Dataset excerpts:
****************************************

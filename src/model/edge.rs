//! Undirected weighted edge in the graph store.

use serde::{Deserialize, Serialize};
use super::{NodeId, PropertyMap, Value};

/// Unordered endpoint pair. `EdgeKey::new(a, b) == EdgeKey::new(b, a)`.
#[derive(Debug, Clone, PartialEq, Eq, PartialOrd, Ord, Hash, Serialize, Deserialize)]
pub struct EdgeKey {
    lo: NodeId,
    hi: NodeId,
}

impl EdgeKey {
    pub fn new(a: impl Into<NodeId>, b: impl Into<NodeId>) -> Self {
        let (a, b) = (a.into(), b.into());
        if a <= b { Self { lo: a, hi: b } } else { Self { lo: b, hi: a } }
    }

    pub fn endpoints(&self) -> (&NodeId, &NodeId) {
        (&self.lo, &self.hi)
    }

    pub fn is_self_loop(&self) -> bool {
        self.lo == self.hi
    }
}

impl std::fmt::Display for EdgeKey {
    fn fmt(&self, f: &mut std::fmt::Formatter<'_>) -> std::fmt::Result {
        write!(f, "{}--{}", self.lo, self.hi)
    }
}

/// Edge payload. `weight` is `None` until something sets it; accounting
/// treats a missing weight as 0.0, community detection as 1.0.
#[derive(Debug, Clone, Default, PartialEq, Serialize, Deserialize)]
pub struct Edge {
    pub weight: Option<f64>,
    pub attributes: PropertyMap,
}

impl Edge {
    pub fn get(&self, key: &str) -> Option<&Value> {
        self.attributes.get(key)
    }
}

****************************************

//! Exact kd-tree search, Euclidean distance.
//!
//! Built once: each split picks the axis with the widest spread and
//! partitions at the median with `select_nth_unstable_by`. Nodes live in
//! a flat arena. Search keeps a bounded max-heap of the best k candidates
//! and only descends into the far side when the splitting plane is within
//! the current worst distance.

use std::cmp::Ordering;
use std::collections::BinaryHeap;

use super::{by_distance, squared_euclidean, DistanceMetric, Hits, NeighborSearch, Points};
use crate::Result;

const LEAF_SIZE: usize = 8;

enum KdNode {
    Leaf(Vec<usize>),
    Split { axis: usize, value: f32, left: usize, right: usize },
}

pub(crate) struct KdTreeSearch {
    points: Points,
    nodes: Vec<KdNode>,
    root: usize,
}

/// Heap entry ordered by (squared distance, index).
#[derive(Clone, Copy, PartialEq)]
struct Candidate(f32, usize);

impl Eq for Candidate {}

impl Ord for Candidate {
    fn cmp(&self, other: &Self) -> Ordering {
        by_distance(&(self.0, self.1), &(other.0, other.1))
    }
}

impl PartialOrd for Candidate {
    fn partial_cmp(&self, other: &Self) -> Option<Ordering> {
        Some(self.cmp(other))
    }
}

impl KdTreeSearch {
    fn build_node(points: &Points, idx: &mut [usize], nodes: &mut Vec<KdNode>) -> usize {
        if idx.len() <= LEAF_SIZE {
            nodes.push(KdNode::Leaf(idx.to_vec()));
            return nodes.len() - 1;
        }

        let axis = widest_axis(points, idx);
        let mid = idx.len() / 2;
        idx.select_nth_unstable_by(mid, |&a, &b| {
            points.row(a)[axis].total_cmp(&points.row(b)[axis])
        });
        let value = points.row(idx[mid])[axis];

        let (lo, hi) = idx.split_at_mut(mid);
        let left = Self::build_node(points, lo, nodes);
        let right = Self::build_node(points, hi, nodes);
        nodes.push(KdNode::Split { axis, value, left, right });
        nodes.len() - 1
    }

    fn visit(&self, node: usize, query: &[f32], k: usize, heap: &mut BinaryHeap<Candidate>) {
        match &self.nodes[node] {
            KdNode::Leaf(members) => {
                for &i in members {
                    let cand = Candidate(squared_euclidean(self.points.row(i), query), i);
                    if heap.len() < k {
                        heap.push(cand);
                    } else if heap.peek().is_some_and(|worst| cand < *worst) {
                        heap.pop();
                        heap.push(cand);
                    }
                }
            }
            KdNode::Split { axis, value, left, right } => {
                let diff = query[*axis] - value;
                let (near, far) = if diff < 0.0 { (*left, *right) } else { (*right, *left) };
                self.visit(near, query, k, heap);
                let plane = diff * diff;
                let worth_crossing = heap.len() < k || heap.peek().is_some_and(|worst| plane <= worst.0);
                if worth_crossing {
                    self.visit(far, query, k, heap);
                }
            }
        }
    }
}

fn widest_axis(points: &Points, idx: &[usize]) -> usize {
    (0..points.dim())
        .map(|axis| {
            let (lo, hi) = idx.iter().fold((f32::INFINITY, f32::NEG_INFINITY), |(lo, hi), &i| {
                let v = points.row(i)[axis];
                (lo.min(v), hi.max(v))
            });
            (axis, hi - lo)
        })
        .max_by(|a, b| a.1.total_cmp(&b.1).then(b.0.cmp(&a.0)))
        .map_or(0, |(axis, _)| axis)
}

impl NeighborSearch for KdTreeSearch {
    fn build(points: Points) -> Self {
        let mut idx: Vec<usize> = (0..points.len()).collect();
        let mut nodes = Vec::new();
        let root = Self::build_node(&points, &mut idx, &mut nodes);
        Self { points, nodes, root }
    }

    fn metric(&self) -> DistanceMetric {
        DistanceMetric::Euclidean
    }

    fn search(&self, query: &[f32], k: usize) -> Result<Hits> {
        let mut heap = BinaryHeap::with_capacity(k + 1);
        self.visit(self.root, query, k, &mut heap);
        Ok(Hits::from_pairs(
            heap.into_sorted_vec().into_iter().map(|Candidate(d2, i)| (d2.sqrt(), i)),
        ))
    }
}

****************************************

Problem to work on: Where a line above contains the string "query", copy that line.

Answer box:
    fn visit(&self, node: usize, query: &[f32], k: usize, heap: &mut BinaryHeap<Candidate>) {
                    let cand = Candidate(squared_euclidean(self.points.row(i), query), i);
                let diff = query[*axis] - value;
                self.visit(near, query, k, heap);
                    self.visit(far, query, k, heap);
    fn search(&self, query: &[f32], k: usize) -> Result<Hits> {
        self.visit(self.root, query, k, &mut heap);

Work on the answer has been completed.